Material provided:
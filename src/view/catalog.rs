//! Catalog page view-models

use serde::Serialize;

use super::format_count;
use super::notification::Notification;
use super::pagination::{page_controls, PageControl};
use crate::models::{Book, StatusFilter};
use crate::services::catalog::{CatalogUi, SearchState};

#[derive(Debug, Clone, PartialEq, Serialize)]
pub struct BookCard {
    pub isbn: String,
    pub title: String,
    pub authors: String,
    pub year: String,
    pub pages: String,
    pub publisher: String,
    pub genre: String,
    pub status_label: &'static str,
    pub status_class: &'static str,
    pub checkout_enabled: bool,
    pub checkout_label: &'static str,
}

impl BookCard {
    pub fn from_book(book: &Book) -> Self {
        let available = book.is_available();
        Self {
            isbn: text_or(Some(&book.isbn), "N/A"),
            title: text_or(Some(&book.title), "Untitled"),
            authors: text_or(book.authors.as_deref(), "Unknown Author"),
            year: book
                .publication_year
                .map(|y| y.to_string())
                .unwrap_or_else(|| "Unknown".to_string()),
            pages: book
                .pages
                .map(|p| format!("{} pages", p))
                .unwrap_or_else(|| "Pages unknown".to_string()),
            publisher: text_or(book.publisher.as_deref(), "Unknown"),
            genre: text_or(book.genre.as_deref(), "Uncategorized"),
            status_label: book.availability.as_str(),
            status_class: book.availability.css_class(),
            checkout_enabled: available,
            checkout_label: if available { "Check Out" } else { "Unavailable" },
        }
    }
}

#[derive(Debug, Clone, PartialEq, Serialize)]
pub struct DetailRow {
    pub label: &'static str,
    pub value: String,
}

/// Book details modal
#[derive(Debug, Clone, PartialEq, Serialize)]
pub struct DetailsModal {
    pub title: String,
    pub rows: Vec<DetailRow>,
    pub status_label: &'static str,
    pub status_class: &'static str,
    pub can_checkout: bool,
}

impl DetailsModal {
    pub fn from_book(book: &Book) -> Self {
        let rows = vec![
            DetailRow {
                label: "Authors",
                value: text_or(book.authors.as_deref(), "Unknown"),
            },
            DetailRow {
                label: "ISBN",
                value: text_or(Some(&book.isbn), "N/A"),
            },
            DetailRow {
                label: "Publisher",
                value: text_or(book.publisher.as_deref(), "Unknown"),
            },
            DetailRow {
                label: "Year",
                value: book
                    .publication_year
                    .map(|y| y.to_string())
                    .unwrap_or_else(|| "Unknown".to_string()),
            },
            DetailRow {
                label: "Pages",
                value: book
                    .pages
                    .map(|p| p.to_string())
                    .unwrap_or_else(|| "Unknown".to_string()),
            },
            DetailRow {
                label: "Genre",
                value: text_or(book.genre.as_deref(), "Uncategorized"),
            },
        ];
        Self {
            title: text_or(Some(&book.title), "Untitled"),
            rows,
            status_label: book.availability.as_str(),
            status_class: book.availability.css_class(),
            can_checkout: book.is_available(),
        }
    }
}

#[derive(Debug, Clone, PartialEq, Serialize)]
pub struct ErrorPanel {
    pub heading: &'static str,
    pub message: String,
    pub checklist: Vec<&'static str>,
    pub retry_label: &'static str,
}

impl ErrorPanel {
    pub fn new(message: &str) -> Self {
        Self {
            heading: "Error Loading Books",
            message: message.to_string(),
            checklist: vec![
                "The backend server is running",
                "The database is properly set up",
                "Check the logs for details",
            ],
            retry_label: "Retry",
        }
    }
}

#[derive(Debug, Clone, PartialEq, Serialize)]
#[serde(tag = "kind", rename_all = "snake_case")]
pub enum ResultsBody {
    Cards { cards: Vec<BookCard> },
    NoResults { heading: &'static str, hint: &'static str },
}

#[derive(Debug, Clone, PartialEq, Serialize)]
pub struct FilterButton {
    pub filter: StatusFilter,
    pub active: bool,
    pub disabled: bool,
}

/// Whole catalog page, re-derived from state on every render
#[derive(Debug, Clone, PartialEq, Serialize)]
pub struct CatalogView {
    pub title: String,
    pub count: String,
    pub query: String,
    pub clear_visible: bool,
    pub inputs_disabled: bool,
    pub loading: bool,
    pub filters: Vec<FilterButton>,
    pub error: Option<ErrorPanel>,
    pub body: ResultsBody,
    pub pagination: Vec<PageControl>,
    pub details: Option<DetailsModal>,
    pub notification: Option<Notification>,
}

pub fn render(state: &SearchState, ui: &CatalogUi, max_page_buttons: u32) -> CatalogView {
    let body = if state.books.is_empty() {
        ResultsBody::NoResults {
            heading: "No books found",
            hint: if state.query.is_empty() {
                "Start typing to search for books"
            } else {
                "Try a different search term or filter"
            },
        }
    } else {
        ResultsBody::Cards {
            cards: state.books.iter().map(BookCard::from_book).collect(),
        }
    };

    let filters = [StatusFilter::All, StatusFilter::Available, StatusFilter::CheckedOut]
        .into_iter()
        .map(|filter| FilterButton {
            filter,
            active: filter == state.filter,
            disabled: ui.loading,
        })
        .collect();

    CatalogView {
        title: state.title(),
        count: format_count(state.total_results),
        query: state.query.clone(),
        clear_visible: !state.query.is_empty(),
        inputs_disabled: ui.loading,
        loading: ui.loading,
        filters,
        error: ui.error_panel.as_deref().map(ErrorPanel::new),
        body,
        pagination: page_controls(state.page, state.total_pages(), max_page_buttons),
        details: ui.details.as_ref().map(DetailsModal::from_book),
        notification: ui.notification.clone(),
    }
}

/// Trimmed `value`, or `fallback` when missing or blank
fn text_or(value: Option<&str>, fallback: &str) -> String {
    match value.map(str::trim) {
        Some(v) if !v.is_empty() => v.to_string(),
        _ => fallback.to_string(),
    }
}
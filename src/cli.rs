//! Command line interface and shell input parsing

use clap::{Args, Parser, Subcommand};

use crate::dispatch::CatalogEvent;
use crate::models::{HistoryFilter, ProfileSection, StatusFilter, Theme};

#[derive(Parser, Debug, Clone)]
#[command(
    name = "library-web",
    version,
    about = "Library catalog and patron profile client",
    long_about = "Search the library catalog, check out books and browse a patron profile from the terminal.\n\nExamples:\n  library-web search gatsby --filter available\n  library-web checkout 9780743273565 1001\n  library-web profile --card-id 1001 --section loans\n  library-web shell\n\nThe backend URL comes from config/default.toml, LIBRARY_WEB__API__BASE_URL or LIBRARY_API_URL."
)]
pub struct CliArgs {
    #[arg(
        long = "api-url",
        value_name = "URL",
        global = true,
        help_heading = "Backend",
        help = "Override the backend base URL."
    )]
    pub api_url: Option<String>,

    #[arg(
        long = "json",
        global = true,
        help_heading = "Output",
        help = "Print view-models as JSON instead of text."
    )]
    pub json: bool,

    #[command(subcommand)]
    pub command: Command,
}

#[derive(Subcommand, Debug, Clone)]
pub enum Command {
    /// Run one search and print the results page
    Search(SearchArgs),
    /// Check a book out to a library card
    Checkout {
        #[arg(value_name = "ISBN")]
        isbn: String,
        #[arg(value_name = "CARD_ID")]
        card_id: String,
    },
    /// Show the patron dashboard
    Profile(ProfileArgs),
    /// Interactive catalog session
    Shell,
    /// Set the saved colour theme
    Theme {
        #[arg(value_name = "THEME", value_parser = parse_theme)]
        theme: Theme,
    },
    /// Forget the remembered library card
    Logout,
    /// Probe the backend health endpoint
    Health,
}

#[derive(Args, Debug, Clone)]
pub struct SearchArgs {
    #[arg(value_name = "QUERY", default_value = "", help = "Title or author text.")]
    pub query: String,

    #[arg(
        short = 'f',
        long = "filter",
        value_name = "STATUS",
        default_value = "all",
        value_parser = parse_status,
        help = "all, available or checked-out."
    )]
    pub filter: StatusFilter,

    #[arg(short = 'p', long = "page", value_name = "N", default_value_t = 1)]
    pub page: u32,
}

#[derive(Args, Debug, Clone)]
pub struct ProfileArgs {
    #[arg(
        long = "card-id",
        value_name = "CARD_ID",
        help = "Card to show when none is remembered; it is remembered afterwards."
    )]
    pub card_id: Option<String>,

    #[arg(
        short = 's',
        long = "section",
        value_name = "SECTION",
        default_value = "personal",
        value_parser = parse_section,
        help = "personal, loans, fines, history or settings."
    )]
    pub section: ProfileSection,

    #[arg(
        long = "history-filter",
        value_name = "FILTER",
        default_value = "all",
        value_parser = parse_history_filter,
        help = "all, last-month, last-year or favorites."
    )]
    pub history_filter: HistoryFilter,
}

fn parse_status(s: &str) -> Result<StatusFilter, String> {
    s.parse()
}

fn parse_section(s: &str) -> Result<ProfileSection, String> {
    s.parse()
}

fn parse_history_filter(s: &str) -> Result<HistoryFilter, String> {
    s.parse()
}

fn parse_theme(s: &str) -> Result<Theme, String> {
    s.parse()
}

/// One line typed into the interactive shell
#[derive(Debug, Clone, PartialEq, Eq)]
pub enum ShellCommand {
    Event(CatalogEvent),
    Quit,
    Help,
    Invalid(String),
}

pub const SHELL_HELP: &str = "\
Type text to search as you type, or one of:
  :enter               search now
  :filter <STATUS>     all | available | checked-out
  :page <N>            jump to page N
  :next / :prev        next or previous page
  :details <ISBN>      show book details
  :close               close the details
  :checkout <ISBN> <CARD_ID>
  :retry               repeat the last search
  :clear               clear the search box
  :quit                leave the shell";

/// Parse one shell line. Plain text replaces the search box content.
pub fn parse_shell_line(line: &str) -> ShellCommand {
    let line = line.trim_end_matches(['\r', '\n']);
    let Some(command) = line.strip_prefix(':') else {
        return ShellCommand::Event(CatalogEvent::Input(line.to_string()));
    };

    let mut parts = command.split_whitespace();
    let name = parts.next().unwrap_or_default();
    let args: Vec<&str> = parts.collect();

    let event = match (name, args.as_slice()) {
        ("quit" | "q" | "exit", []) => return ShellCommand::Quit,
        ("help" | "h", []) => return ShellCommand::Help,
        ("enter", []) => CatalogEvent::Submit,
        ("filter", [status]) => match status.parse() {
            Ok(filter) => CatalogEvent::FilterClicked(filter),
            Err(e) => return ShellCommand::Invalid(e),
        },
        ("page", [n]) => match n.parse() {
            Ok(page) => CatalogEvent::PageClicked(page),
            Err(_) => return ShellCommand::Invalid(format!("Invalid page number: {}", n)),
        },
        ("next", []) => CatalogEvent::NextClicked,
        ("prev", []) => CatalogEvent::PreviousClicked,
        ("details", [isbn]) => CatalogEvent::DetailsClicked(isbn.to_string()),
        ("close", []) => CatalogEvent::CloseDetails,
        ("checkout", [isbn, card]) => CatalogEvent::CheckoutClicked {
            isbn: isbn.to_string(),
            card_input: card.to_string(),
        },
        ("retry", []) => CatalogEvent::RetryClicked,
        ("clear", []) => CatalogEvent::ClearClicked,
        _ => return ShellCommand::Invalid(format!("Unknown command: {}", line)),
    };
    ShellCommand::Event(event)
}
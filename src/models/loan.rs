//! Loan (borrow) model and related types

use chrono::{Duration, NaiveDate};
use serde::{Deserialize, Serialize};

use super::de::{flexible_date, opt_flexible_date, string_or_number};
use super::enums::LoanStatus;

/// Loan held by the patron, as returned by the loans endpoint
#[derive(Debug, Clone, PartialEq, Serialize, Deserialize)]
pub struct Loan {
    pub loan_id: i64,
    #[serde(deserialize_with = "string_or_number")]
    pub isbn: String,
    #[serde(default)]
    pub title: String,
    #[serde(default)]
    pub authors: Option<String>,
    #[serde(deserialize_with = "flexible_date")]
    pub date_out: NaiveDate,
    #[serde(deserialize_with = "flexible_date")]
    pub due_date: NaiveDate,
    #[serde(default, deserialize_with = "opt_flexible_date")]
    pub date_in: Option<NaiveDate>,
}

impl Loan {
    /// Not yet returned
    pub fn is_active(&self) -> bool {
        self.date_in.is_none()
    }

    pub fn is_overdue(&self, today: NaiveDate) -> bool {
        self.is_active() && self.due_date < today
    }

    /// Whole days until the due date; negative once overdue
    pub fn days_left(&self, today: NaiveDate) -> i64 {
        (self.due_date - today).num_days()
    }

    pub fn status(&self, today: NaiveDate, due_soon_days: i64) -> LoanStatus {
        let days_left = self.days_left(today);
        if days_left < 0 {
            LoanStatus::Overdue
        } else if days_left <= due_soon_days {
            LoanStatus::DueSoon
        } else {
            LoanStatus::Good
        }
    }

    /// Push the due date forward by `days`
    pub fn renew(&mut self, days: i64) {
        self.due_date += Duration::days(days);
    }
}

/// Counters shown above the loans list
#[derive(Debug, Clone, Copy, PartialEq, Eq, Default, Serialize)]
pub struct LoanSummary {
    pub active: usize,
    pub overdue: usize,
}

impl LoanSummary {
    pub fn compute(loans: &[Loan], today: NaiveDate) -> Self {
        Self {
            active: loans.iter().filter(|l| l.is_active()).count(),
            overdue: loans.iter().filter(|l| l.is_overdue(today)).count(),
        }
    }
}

Problem statement: Look through the entries above and find each line where the word "remembered" occurs; copy those lines.

The answer:
    /// Forget the remembered library card
        help = "Card to show when none is remembered; it is remembered afterwards."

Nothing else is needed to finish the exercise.